Dokument Wechselwirkungen und Nebenwirkungen
Stand Oktober 2019
Dies ist die aktuell gültige Version des Dokuments

1Wechselwirkungen

1.1Beeinflussung der Wirkung von Cyclophosphamid durch andere Arzneistoffe

Verschiedene CYP-Enzyme sind am komplexen Stoffwechsel von Cyclophosphamid beteiligt. Insbesondere CYP2B6 aktiviert Cyclophosphamid, hauptsächlich CYP3A4 wandelt Cyclophosphamid zu toxischen Metaboliten um, die dann allerdings nicht myelotoxisch, sondern neurotoxisch wirken. Die gleichzeitige Behandlung mit Modulatoren von CYP-Enzymen kann daher sowohl die erwünschten als auch die toxischen Wirkungen des Arzneimittels negativ beeinflussen. Darüber hinaus kann die gleichzeitige Einnahme von Allopurinol, Disulfiram und Sulfonamiden zu veränderten Wirkungen von Cyclophosphamid führen.

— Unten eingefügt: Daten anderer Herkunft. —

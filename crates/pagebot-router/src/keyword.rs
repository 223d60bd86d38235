// SPDX-FileCopyrightText: 2026 Pagebot Contributors
// SPDX-License-Identifier: MIT OR Apache-2.0

//! Keyword routing.
//!
//! Rules are evaluated in stored order against the inbound text and the
//! first match wins. All three match types are case-insensitive. Regex
//! patterns are compiled once per rule and recompiled when the rule's pattern
//! changes; a pattern that fails to compile is remembered as failed, reported
//! once, and skipped. Cached rules of a page that no longer appear in its
//! rule list are evicted.

use std::collections::HashMap;
use std::sync::Mutex;

use pagebot_core::types::{KeywordRule, MatchType};
use regex::{Regex, RegexBuilder};
use tracing::{debug, warn};

/// Upper bound on the compiled size of a page-supplied pattern.
const REGEX_SIZE_LIMIT: usize = 1 << 20;

/// Compiled pattern of one rule.
struct CachedPattern {
    page_id: String,
    pattern: String,
    compiled: Option<Regex>,
}

/// A rule that matched an inbound message.
#[derive(Debug, Clone, PartialEq, Eq)]
pub struct RouteMatch {
    pub rule_id: String,
    pub flow_id: String,
}

/// Matches inbound text against a page's keyword rules.
#[derive(Default)]
pub struct KeywordRouter {
    /// Keyed by rule id.
    cache: Mutex<HashMap<String, CachedPattern>>,
}

impl KeywordRouter {
    pub fn new() -> Self {
        Self::default()
    }

    /// Return the first rule in `rules` matching `text`.
    pub fn route(&self, rules: &[KeywordRule], text: &str) -> Option<RouteMatch> {
        self.evict_stale(rules);
        let lowered = text.to_lowercase();
        let hit = rules.iter().find(|rule| match rule.match_type {
            MatchType::Exact => lowered == rule.keyword.to_lowercase(),
            MatchType::Contains => lowered.contains(&rule.keyword.to_lowercase()),
            MatchType::Regex => self.regex_matches(rule, text),
        })?;

        debug!(
            rule_id = hit.id.as_str(),
            flow_id = hit.flow_id.as_str(),
            match_type = %hit.match_type,
            "keyword matched"
        );
        Some(RouteMatch {
            rule_id: hit.id.clone(),
            flow_id: hit.flow_id.clone(),
        })
    }

    fn regex_matches(&self, rule: &KeywordRule, text: &str) -> bool {
        let mut cache = self.cache.lock().unwrap_or_else(|e| e.into_inner());
        let fresh = cache
            .get(&rule.id)
            .is_some_and(|c| c.pattern == rule.keyword);
        if !fresh {
            cache.insert(
                rule.id.clone(),
                CachedPattern {
                    page_id: rule.page_id.clone(),
                    pattern: rule.keyword.clone(),
                    compiled: compile(rule),
                },
            );
        }
        cache
            .get(&rule.id)
            .and_then(|c| c.compiled.as_ref())
            .is_some_and(|re| re.is_match(text))
    }

    /// Drop cached patterns of the pages in `rules` whose rule is gone.
    fn evict_stale(&self, rules: &[KeywordRule]) {
        let Some(first) = rules.first() else {
            return;
        };
        let mut cache = self.cache.lock().unwrap_or_else(|e| e.into_inner());
        cache.retain(|id, cached| {
            cached.page_id != first.page_id || rules.iter().any(|r| r.id == *id)
        });
    }

    /// Forget every cached pattern of a page, e.g. after its last rule is deleted.
    pub fn forget_page(&self, page_id: &str) {
        let mut cache = self.cache.lock().unwrap_or_else(|e| e.into_inner());
        cache.retain(|_, cached| cached.page_id != page_id);
    }

    /// Number of regex rules currently cached.
    pub fn cached_patterns(&self) -> usize {
        self.cache.lock().map(|c| c.len()).unwrap_or(0)
    }
}

fn compile(rule: &KeywordRule) -> Option<Regex> {
    match build_regex(&rule.keyword) {
        Ok(re) => Some(re),
        Err(e) => {
            warn!(
                rule_id = rule.id.as_str(),
                pattern = rule.keyword.as_str(),
                error = %e,
                "invalid keyword regex, skipping rule"
            );
            None
        }
    }
}

fn build_regex(pattern: &str) -> Result<Regex, regex::Error> {
    RegexBuilder::new(pattern)
        .case_insensitive(true)
        .size_limit(REGEX_SIZE_LIMIT)
        .build()
}

/// Reject keywords that could never match: empty text, or a regex that does
/// not compile.
pub fn check_keyword(keyword: &str, match_type: MatchType) -> Result<(), String> {
    if keyword.trim().is_empty() {
        return Err("keyword must not be empty".to_string());
    }
    if match_type == MatchType::Regex {
        build_regex(keyword).map_err(|e| format!("invalid regex: {e}"))?;
    }
    Ok(())
}

#[cfg(test)]
mod tests {
    use super::*;
    use tracing_test::traced_test;

    fn rule(id: &str, keyword: &str, match_type: MatchType, flow_id: &str) -> KeywordRule {
        KeywordRule {
            id: id.into(),
            page_id: "p1".into(),
            keyword: keyword.into(),
            match_type,
            flow_id: flow_id.into(),
        }
    }

    #[test]
    fn exact_is_case_insensitive_equality() {
        let router = KeywordRouter::new();
        let rules = [rule("k1", "Menu", MatchType::Exact, "f1")];
        assert_eq!(router.route(&rules, "MENU").unwrap().flow_id, "f1");
        assert!(router.route(&rules, "show menu").is_none());
    }

    #[test]
    fn contains_matches_substring() {
        let router = KeywordRouter::new();
        let rules = [rule("k1", "price", MatchType::Contains, "f2")];
        assert_eq!(
            router.route(&rules, "What is the PRICE?"),
            Some(RouteMatch {
                rule_id: "k1".into(),
                flow_id: "f2".into()
            })
        );
    }

    #[test]
    fn regex_is_case_insensitive() {
        let router = KeywordRouter::new();
        let rules = [rule("k1", r"^order\s+#?\d+$", MatchType::Regex, "f3")];
        assert!(router.route(&rules, "ORDER #123").is_some());
        assert!(router.route(&rules, "my order").is_none());
    }

    #[test]
    fn first_match_wins() {
        let router = KeywordRouter::new();
        let rules = [
            rule("k1", "help", MatchType::Contains, "first"),
            rule("k2", "help", MatchType::Exact, "second"),
        ];
        assert_eq!(router.route(&rules, "help").unwrap().flow_id, "first");
    }

    #[test]
    #[traced_test]
    fn invalid_regex_is_skipped_and_reported_once() {
        let router = KeywordRouter::new();
        let rules = [
            rule("bad", "([", MatchType::Regex, "never"),
            rule("good", "hi", MatchType::Exact, "f1"),
        ];
        assert_eq!(router.route(&rules, "hi").unwrap().rule_id, "good");
        assert_eq!(router.route(&rules, "hi").unwrap().rule_id, "good");
        assert!(logs_contain("invalid keyword regex"));
        logs_assert(|lines: &[&str]| {
            let count = lines
                .iter()
                .filter(|l| l.contains("invalid keyword regex"))
                .count();
            if count == 1 {
                Ok(())
            } else {
                Err(format!("expected one warning, saw {count}"))
            }
        });
        assert_eq!(router.cached_patterns(), 1);
    }

    #[test]
    fn edited_pattern_is_recompiled() {
        let router = KeywordRouter::new();
        let mut rules = [rule("k1", "^refund$", MatchType::Regex, "f1")];
        assert!(router.route(&rules, "refund").is_some());

        rules[0].keyword = "^return$".into();
        assert!(router.route(&rules, "refund").is_none());
        assert!(router.route(&rules, "RETURN").is_some());
        assert_eq!(router.cached_patterns(), 1);
    }

    #[test]
    fn deleted_rules_are_evicted() {
        let router = KeywordRouter::new();
        let rules = [
            rule("k1", "^a+$", MatchType::Regex, "f1"),
            rule("k2", "^b+$", MatchType::Regex, "f2"),
        ];
        router.route(&rules, "bbb");
        assert_eq!(router.cached_patterns(), 2);

        router.route(&rules[1..], "bbb");
        assert_eq!(router.cached_patterns(), 1);

        router.forget_page("p1");
        assert_eq!(router.cached_patterns(), 0);
    }

    #[test]
    fn other_pages_keep_their_patterns() {
        let router = KeywordRouter::new();
        let mut other = rule("k9", "^z$", MatchType::Regex, "f9");
        other.page_id = "p2".into();
        router.route(&[other], "z");
        router.route(&[rule("k1", "^a$", MatchType::Regex, "f1")], "a");
        assert_eq!(router.cached_patterns(), 2);
    }

    #[test]
    fn keyword_check_rejects_unusable_rules() {
        assert!(check_keyword("help", MatchType::Contains).is_ok());
        assert!(check_keyword("  ", MatchType::Exact).is_err());
        assert!(check_keyword("([", MatchType::Regex).is_err());
        assert!(check_keyword(r"^order\s+\d+$", MatchType::Regex).is_ok());
    }

    #[test]
    fn no_rules_no_match() {
        assert!(KeywordRouter::new().route(&[], "anything").is_none());
    }
}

1.2Arzneistoffe, welche die Nebenwirkungen von Cyclophosphamid verstärken

Trizyklische Antidepressiva und andere Anticholinergika können zu einer verzögerten Blasenentleerung und längerer Acrolein-Exposition führen. Additive immunsuppressive Effekte sind in Kombination mit Immunsuppressiva und Immunmodulatoren zu erwarten. Eine additive toxische Wirkung auf das Knochenmark ist in Kombination mit Clozapin und Thiazid-Diuretika möglich.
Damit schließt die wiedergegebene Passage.